◆ PROBLEM REQUIREMENTS
Set down exactly the lines below between the line holding "#[derive(Debug, Clone, Copy)]" and the line holding "impl<T: Decode> FromStr", inclusive; no other line belongs in the answer.

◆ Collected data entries
• • • • •

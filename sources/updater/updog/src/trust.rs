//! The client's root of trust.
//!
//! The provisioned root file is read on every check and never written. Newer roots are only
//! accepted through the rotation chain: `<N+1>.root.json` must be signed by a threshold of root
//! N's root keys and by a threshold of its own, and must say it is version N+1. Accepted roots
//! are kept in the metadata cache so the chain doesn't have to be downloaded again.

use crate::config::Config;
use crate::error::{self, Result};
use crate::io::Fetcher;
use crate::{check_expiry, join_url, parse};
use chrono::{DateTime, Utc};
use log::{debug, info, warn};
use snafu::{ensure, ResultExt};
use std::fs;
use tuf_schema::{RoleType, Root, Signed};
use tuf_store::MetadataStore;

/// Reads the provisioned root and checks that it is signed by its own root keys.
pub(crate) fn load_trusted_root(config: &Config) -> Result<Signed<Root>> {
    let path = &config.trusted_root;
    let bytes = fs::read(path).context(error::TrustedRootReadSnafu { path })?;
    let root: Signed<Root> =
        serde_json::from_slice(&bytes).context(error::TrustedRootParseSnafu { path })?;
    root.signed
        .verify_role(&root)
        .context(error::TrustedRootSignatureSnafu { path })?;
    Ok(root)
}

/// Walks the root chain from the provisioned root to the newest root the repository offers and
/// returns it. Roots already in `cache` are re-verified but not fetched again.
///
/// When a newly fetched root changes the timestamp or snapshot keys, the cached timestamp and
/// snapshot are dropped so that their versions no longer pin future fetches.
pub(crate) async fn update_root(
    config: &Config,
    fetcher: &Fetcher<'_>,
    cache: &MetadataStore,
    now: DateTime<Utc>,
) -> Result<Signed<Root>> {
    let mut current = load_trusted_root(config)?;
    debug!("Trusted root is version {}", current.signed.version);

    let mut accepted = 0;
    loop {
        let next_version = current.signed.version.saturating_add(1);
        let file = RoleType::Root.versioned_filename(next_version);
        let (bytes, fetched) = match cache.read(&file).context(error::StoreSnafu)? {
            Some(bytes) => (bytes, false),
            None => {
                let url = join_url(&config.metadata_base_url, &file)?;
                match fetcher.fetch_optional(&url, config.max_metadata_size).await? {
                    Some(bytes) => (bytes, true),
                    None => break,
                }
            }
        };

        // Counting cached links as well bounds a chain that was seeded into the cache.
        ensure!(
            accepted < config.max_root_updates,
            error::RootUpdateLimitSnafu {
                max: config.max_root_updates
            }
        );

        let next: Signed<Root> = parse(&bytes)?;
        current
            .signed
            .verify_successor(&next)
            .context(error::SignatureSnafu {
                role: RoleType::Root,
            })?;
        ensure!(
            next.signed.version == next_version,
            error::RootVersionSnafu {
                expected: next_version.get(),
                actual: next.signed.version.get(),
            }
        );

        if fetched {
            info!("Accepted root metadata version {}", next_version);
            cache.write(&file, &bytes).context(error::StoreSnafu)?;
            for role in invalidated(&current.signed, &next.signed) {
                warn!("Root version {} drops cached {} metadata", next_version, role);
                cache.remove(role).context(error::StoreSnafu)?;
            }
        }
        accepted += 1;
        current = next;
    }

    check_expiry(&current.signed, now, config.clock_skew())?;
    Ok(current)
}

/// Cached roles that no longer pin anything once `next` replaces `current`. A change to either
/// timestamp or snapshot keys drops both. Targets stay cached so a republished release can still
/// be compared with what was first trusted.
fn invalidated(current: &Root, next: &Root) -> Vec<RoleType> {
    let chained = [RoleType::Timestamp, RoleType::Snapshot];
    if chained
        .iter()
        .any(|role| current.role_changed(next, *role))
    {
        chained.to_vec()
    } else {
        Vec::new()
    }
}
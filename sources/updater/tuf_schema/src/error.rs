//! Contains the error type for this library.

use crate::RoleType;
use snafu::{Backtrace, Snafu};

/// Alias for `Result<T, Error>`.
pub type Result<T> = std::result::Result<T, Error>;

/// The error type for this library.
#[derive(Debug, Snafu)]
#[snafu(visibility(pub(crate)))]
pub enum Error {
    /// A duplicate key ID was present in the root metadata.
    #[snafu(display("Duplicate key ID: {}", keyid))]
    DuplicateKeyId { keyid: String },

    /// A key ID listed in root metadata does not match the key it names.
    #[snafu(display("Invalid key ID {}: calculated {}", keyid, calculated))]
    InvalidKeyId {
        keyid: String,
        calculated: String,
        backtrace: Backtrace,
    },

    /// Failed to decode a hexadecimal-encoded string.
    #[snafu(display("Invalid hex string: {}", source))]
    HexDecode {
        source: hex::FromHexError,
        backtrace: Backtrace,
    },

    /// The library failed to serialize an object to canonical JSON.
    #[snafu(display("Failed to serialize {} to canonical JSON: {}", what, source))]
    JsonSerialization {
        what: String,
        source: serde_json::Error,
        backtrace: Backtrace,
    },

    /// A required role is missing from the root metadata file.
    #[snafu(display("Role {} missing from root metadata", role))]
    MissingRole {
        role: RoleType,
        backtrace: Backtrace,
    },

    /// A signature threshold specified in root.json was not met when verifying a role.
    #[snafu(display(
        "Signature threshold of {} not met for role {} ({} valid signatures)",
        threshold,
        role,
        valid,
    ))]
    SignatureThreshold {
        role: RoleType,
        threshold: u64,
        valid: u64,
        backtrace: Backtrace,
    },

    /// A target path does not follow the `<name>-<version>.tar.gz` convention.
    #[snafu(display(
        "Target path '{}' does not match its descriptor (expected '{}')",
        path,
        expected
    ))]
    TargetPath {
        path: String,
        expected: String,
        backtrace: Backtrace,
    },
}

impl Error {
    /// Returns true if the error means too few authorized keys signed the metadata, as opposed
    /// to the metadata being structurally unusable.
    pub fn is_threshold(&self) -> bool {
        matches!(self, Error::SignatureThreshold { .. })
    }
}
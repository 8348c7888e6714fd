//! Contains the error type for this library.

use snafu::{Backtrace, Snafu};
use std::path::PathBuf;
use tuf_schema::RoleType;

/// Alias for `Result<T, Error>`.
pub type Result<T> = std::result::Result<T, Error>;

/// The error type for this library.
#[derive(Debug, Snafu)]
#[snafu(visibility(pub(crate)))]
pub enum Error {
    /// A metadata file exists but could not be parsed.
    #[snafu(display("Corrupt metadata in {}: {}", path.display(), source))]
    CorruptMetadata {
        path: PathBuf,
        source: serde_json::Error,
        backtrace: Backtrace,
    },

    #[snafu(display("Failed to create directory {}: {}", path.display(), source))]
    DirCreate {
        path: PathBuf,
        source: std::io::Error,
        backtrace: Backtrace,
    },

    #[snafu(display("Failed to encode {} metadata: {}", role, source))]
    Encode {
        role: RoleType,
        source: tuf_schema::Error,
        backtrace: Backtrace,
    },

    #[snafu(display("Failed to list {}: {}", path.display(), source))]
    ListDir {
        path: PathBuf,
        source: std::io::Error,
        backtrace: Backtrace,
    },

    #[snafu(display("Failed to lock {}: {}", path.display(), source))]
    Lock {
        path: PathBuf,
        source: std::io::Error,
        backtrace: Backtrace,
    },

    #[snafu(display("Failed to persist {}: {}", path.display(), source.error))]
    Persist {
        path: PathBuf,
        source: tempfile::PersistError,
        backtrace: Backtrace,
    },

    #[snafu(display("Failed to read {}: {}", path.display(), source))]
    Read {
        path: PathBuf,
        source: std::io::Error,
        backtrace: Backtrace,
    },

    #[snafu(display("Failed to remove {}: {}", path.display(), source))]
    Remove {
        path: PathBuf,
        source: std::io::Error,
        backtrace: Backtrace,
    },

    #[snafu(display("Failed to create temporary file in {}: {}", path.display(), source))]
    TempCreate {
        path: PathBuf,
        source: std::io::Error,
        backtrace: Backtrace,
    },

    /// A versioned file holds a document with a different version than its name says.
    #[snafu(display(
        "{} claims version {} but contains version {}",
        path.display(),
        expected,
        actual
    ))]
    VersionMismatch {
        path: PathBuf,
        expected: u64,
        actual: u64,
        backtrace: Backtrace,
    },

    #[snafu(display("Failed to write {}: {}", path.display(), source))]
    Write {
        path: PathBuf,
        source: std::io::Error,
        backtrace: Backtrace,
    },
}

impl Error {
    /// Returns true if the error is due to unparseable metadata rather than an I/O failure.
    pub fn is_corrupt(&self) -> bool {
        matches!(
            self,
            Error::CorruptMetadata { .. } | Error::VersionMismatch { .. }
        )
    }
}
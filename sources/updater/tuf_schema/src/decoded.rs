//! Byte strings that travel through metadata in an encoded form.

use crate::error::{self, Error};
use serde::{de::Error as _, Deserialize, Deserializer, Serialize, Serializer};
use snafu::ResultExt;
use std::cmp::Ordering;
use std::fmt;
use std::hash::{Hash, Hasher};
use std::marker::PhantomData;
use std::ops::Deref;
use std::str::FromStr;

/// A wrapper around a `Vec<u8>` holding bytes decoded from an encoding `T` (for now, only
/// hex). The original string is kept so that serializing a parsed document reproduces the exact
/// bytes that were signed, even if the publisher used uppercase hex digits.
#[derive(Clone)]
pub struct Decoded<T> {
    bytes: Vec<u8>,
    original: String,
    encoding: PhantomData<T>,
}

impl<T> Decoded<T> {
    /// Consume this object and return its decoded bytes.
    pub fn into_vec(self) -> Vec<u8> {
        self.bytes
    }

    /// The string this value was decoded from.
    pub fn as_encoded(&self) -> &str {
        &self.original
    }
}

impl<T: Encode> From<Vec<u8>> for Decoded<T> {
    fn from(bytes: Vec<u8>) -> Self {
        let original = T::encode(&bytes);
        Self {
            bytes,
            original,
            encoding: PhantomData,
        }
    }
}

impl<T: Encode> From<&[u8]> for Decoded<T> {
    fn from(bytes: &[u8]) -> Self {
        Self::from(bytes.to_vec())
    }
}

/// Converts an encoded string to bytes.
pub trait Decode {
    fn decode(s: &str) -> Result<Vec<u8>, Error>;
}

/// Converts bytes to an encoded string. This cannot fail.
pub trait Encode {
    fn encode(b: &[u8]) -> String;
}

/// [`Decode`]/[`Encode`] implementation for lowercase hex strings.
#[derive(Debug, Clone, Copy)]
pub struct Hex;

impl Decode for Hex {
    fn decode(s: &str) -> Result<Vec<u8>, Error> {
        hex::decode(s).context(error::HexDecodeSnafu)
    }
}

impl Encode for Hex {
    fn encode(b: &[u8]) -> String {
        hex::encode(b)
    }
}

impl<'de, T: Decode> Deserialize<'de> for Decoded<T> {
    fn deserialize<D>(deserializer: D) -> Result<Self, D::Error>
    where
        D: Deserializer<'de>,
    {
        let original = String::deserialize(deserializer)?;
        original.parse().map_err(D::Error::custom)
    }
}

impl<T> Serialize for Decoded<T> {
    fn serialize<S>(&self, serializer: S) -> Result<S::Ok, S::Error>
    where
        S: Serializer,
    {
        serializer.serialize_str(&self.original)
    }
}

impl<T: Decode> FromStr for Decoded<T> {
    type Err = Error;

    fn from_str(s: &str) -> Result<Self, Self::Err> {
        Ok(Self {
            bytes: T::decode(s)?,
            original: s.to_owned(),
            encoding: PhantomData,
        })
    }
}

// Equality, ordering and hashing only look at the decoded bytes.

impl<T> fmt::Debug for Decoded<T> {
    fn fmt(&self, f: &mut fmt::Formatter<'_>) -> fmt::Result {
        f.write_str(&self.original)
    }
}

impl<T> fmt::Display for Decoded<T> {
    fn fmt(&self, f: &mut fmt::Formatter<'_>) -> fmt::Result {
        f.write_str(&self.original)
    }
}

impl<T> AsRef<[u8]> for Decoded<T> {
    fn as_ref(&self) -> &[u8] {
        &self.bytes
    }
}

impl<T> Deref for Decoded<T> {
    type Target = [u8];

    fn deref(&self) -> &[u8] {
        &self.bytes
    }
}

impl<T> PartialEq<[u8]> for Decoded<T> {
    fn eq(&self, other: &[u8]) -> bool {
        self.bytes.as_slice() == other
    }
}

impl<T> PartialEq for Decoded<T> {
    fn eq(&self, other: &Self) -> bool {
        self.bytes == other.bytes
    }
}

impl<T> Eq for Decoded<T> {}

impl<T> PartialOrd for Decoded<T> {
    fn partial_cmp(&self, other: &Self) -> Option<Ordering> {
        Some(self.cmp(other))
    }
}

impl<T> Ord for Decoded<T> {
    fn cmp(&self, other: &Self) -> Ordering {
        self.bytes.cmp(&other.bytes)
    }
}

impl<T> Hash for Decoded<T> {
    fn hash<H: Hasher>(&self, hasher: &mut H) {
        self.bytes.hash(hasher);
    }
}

• • • • •

◆ SOLUTION TO THIS TASK
#[derive(Debug, Clone, Copy)]
pub struct Hex;

impl Decode for Hex {
    fn decode(s: &str) -> Result<Vec<u8>, Error> {
        hex::decode(s).context(error::HexDecodeSnafu)
    }
}

impl Encode for Hex {
    fn encode(b: &[u8]) -> String {
        hex::encode(b)
    }
}

impl<'de, T: Decode> Deserialize<'de> for Decoded<T> {
    fn deserialize<D>(deserializer: D) -> Result<Self, D::Error>
    where
        D: Deserializer<'de>,
    {
        let original = String::deserialize(deserializer)?;
        original.parse().map_err(D::Error::custom)
    }
}

impl<T> Serialize for Decoded<T> {
    fn serialize<S>(&self, serializer: S) -> Result<S::Ok, S::Error>
    where
        S: Serializer,
    {
        serializer.serialize_str(&self.original)
    }
}

impl<T: Decode> FromStr for Decoded<T> {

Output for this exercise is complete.